* _WHAT TO WORK ON_:
What this exercise requires is a verbatim reproduction of the data below.

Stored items
•••••
use anyhow::Result;
use rusqlite::params;

use super::Db;

/// A pricing row consulted by the Token Tracker (C4) to cost a usage event.
#[derive(Debug, Clone, Copy)]
pub struct PricingRow {
    pub input_price_per_million: f64,
    pub output_price_per_million: f64,
    pub markup_pct: f64,
}

impl Db {
    pub async fn get_pricing(&self, provider_variant: &str) -> Result<Option<PricingRow>> {
        let conn = self.conn.lock().await;
        let row = conn.query_row(
            "SELECT input_price_per_million, output_price_per_million, markup_pct FROM pricing WHERE provider_variant = ?1",
            params![provider_variant],
            |r| {
                Ok(PricingRow {
                    input_price_per_million: r.get(0)?,
                    output_price_per_million: r.get(1)?,
                    markup_pct: r.get(2)?,
                })
            },
        );
        match row {
            Ok(p) => Ok(Some(p)),
            Err(rusqlite::Error::QueryReturnedNoRows) => Ok(None),
            Err(e) => Err(e.into()),
        }
    }

    pub async fn upsert_pricing(&self, provider_variant: &str, p: PricingRow) -> Result<()> {
        let conn = self.conn.lock().await;
        conn.execute(
            "INSERT INTO pricing (provider_variant, input_price_per_million, output_price_per_million, markup_pct)
             VALUES (?1, ?2, ?3, ?4)
             ON CONFLICT(provider_variant) DO UPDATE SET
                input_price_per_million = excluded.input_price_per_million,
                output_price_per_million = excluded.output_price_per_million,
                markup_pct = excluded.markup_pct",
            params![provider_variant, p.input_price_per_million, p.output_price_per_million, p.markup_pct],
        )?;
        Ok(())
    }
}
// =============================================================================
// History Summarizer (C5)
// =============================================================================
//
// Keeps the prompt small while preserving a bot's "learned" reflections
// (spec §4.5). Dispatches through the LLM Dispatcher (C3) with
// `RequestKind::Summary`; on failure, leaves the previous summary in place
// and surfaces a non-fatal warning — the bot keeps trading on stale
// learning rather than blocking a turn.

use tracing::warn;

use crate::db::models::{Bot, Decision, HistorySummary, Provider};
use crate::db::Db;
use crate::error::AppResult;
use crate::llm::provider::estimate_tokens;
use crate::llm::LlmDispatcher;
use crate::types::RequestKind;

pub struct SummarizerConfig {
    pub token_budget: u32,
    pub min_new_decisions: u64,
}

pub enum SummarizeOutcome {
    Unchanged,
    Updated(HistorySummary),
    Failed { warning: String },
}

pub struct Summarizer {
    db: Db,
    dispatcher: LlmDispatcher,
    config: SummarizerConfig,
}

impl Summarizer {
    pub fn new(db: Db, dispatcher: LlmDispatcher, config: SummarizerConfig) -> Self {
        Self {
            db,
            dispatcher,
            config,
        }
    }

    /// Evaluates the dual trigger (token budget AND minimum new-decision
    /// count) and regenerates the summary when both hold. Both conditions
    /// must hold — this prevents per-turn thrash (spec §4.5).
    ///
    /// `current_prompt` is the prompt this turn's decision loop just
    /// assembled (or attempted) — the trigger is "the prompt + current
    /// summary + recent unsummarized decisions", not the summary and history
    /// alone.
    pub async fn maybe_summarize(
        &self,
        bot: &Bot,
        provider: &Provider,
        decrypted_api_key: &str,
        current_prompt: &str,
    ) -> AppResult<SummarizeOutcome> {
        let prior = self.db.get_history_summary(&bot.id).await?;
        let watermark = prior.as_ref().map(|s| s.summarized_count).unwrap_or(0);

        let pending = self.db.decisions_since(&bot.id, watermark).await?;
        if (pending.len() as u64) < self.config.min_new_decisions {
            return Ok(SummarizeOutcome::Unchanged);
        }

        let prior_text = prior.as_ref().map(|s| s.text.as_str()).unwrap_or("");
        // Render history the same compact way the decision loop's own prompt
        // builder does (`decision_loop::build_prompt`'s `history_block`),
        // rather than re-estimating against the full historical prompt text
        // those decisions were originally generated with.
        let history_block = compact_history_block(&pending);

        let estimated_tokens =
            estimate_tokens(current_prompt) + estimate_tokens(prior_text) + estimate_tokens(&history_block);
        if estimated_tokens < self.config.token_budget as u64 {
            return Ok(SummarizeOutcome::Unchanged);
        }

        let summarization_prompt = build_summarization_prompt(prior_text, &history_block);

        let (result, latency_ms) = self
            .dispatcher
            .call(provider, decrypted_api_key, &summarization_prompt, RequestKind::Summary)
            .await;
        let _ = latency_ms; // token-usage accounting is the caller's concern (C4)

        let reply = match result {
            Ok(reply) => reply,
            Err(err) => {
                let warning = format!("summarization failed, keeping prior summary: {err}");
                warn!(bot_id = %bot.id, %warning);
                return Ok(SummarizeOutcome::Failed { warning });
            }
        };

        let now = chrono::Utc::now().to_rfc3339();
        let from_timestamp = pending
            .first()
            .map(|d| d.timestamp.clone())
            .unwrap_or_else(|| now.clone());
        let to_timestamp = pending
            .last()
            .map(|d| d.timestamp.clone())
            .unwrap_or_else(|| now.clone());

        let summary = HistorySummary {
            bot_id: bot.id.clone(),
            owner_id: bot.owner_id.clone(),
            text: reply.text,
            summarized_count: watermark + pending.len() as u64,
            from_timestamp,
            to_timestamp,
            generated_at: now,
            token_count: reply.usage.output_tokens as u32,
        };

        self.db.replace_history_summary(&summary).await?;
        Ok(SummarizeOutcome::Updated(summary))
    }
}

/// Matches `decision_loop::build_prompt`'s `history_block` rendering:
/// timestamp, parsed decisions, and notes only — never the full prompt text.
fn compact_history_block(decisions: &[Decision]) -> String {
    decisions
        .iter()
        .map(|d| format!("- timestamp={} decisions={} notes={:?}", d.timestamp, d.parsed_decisions, d.notes))
        .collect::<Vec<_>>()
        .join("\n")
}

fn build_summarization_prompt(prior_summary: &str, pending_decisions: &str) -> String {
    if prior_summary.is_empty() {
        format!(
            "Summarize the following trading decisions into a concise reflection for future turns:\n{pending_decisions}"
        )
    } else {
        format!(
            "Update the prior summary with the following new decisions, preserving any still-relevant lessons.\n\nPrior summary:\n{prior_summary}\n\nNew decisions:\n{pending_decisions}"
        )
    }
}

#[cfg(test)]
mod tests {
    use super::*;

    #[test]
    fn prompt_without_prior_summary_omits_update_framing() {
        let prompt = build_summarization_prompt("", "decision A\ndecision B");
        assert!(prompt.contains("decision A"));
        assert!(!prompt.contains("Prior summary"));
    }

    #[test]
    fn prompt_with_prior_summary_includes_it() {
        let prompt = build_summarization_prompt("learned to avoid overtrading", "decision C");
        assert!(prompt.contains("learned to avoid overtrading"));
        assert!(prompt.contains("decision C"));
    }

    #[test]
    fn compact_history_block_omits_full_prompt_text() {
        let decision = Decision {
            id: "d1".into(),
            owner_id: "owner1".into(),
            bot_id: "bot1".into(),
            prompt: "a".repeat(10_000),
            parsed_decisions: serde_json::json!([{"action": "HOLD"}]),
            notes: vec!["hold".into()],
            success: true,
            timestamp: "2026-07-26T00:00:00Z".into(),
        };
        let block = compact_history_block(&[decision]);
        assert!(!block.contains(&"a".repeat(10_000)));
        assert!(block.contains("HOLD"));
    }
}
•••••
* _PROBLEM SOLUTION_:
use anyhow::Result;
use rusqlite::params;

use super::Db;

/// A pricing row consulted by the Token Tracker (C4) to cost a usage event.
#[derive(Debug, Clone, Copy)]
pub struct PricingRow {
    pub input_price_per_million: f64,
    pub output_price_per_million: f64,
    pub markup_pct: f64,
}

impl Db {
    pub async fn get_pricing(&self, provider_variant: &str) -> Result<Option<PricingRow>> {
        let conn = self.conn.lock().await;
        let row = conn.query_row(
            "SELECT input_price_per_million, output_price_per_million, markup_pct FROM pricing WHERE provider_variant = ?1",
            params![provider_variant],
            |r| {
                Ok(PricingRow {
                    input_price_per_million: r.get(0)?,
                    output_price_per_million: r.get(1)?,
                    markup_pct: r.get(2)?,
                })
            },
        );
        match row {
            Ok(p) => Ok(Some(p)),
            Err(rusqlite::Error::QueryReturnedNoRows) => Ok(None),
            Err(e) => Err(e.into()),
        }
    }

    pub async fn upsert_pricing(&self, provider_variant: &str, p: PricingRow) -> Result<()> {
        let conn = self.conn.lock().await;
        conn.execute(
            "INSERT INTO pricing (provider_variant, input_price_per_million, output_price_per_million, markup_pct)
             VALUES (?1, ?2, ?3, ?4)
             ON CONFLICT(provider_variant) DO UPDATE SET
                input_price_per_million = excluded.input_price_per_million,
                output_price_per_million = excluded.output_price_per_million,
                markup_pct = excluded.markup_pct",
            params![provider_variant, p.input_price_per_million, p.output_price_per_million, p.markup_pct],
        )?;
        Ok(())
    }
}
// =============================================================================
// History Summarizer (C5)
// =============================================================================
//
// Keeps the prompt small while preserving a bot's "learned" reflections
// (spec §4.5). Dispatches through the LLM Dispatcher (C3) with
// `RequestKind::Summary`; on failure, leaves the previous summary in place
// and surfaces a non-fatal warning — the bot keeps trading on stale
// learning rather than blocking a turn.

use tracing::warn;

use crate::db::models::{Bot, Decision, HistorySummary, Provider};
use crate::db::Db;
use crate::error::AppResult;
use crate::llm::provider::estimate_tokens;
use crate::llm::LlmDispatcher;
use crate::types::RequestKind;

pub struct SummarizerConfig {
    pub token_budget: u32,
    pub min_new_decisions: u64,
}

pub enum SummarizeOutcome {
    Unchanged,
    Updated(HistorySummary),
    Failed { warning: String },
}

pub struct Summarizer {
    db: Db,
    dispatcher: LlmDispatcher,
    config: SummarizerConfig,
}

impl Summarizer {
    pub fn new(db: Db, dispatcher: LlmDispatcher, config: SummarizerConfig) -> Self {
        Self {
            db,
            dispatcher,
            config,
        }
    }

    /// Evaluates the dual trigger (token budget AND minimum new-decision
    /// count) and regenerates the summary when both hold. Both conditions
    /// must hold — this prevents per-turn thrash (spec §4.5).
    ///
    /// `current_prompt` is the prompt this turn's decision loop just
    /// assembled (or attempted) — the trigger is "the prompt + current
    /// summary + recent unsummarized decisions", not the summary and history
    /// alone.
    pub async fn maybe_summarize(
        &self,
        bot: &Bot,
        provider: &Provider,
        decrypted_api_key: &str,
        current_prompt: &str,
    ) -> AppResult<SummarizeOutcome> {
        let prior = self.db.get_history_summary(&bot.id).await?;
        let watermark = prior.as_ref().map(|s| s.summarized_count).unwrap_or(0);

        let pending = self.db.decisions_since(&bot.id, watermark).await?;
        if (pending.len() as u64) < self.config.min_new_decisions {
            return Ok(SummarizeOutcome::Unchanged);
        }

        let prior_text = prior.as_ref().map(|s| s.text.as_str()).unwrap_or("");
        // Render history the same compact way the decision loop's own prompt
        // builder does (`decision_loop::build_prompt`'s `history_block`),
        // rather than re-estimating against the full historical prompt text
        // those decisions were originally generated with.
        let history_block = compact_history_block(&pending);

        let estimated_tokens =
            estimate_tokens(current_prompt) + estimate_tokens(prior_text) + estimate_tokens(&history_block);
        if estimated_tokens < self.config.token_budget as u64 {
            return Ok(SummarizeOutcome::Unchanged);
        }

        let summarization_prompt = build_summarization_prompt(prior_text, &history_block);

        let (result, latency_ms) = self
            .dispatcher
            .call(provider, decrypted_api_key, &summarization_prompt, RequestKind::Summary)
            .await;
        let _ = latency_ms; // token-usage accounting is the caller's concern (C4)

        let reply = match result {
            Ok(reply) => reply,
            Err(err) => {
                let warning = format!("summarization failed, keeping prior summary: {err}");
                warn!(bot_id = %bot.id, %warning);
                return Ok(SummarizeOutcome::Failed { warning });
            }
        };

        let now = chrono::Utc::now().to_rfc3339();
        let from_timestamp = pending
            .first()
            .map(|d| d.timestamp.clone())
            .unwrap_or_else(|| now.clone());
        let to_timestamp = pending
            .last()
            .map(|d| d.timestamp.clone())
            .unwrap_or_else(|| now.clone());

        let summary = HistorySummary {
            bot_id: bot.id.clone(),
            owner_id: bot.owner_id.clone(),
            text: reply.text,
            summarized_count: watermark + pending.len() as u64,
            from_timestamp,
            to_timestamp,
            generated_at: now,
            token_count: reply.usage.output_tokens as u32,
        };

        self.db.replace_history_summary(&summary).await?;
        Ok(SummarizeOutcome::Updated(summary))
    }
}

/// Matches `decision_loop::build_prompt`'s `history_block` rendering:
/// timestamp, parsed decisions, and notes only — never the full prompt text.
fn compact_history_block(decisions: &[Decision]) -> String {
    decisions
        .iter()
        .map(|d| format!("- timestamp={} decisions={} notes={:?}", d.timestamp, d.parsed_decisions, d.notes))
        .collect::<Vec<_>>()
        .join("\n")
}

fn build_summarization_prompt(prior_summary: &str, pending_decisions: &str) -> String {
    if prior_summary.is_empty() {
        format!(
            "Summarize the following trading decisions into a concise reflection for future turns:\n{pending_decisions}"
        )
    } else {
        format!(
            "Update the prior summary with the following new decisions, preserving any still-relevant lessons.\n\nPrior summary:\n{prior_summary}\n\nNew decisions:\n{pending_decisions}"
        )
    }
}

#[cfg(test)]
mod tests {
    use super::*;

    #[test]
    fn prompt_without_prior_summary_omits_update_framing() {
        let prompt = build_summarization_prompt("", "decision A\ndecision B");
        assert!(prompt.contains("decision A"));
        assert!(!prompt.contains("Prior summary"));
    }

    #[test]
    fn prompt_with_prior_summary_includes_it() {
        let prompt = build_summarization_prompt("learned to avoid overtrading", "decision C");
        assert!(prompt.contains("learned to avoid overtrading"));
        assert!(prompt.contains("decision C"));
    }

    #[test]
    fn compact_history_block_omits_full_prompt_text() {
        let decision = Decision {
            id: "d1".into(),
            owner_id: "owner1".into(),
            bot_id: "bot1".into(),
            prompt: "a".repeat(10_000),
            parsed_decisions: serde_json::json!([{"action": "HOLD"}]),
            notes: vec!["hold".into()],
            success: true,
            timestamp: "2026-07-26T00:00:00Z".into(),
        };
        let block = compact_history_block(&[decision]);
        assert!(!block.contains(&"a".repeat(10_000)));
        assert!(block.contains("HOLD"));
    }
}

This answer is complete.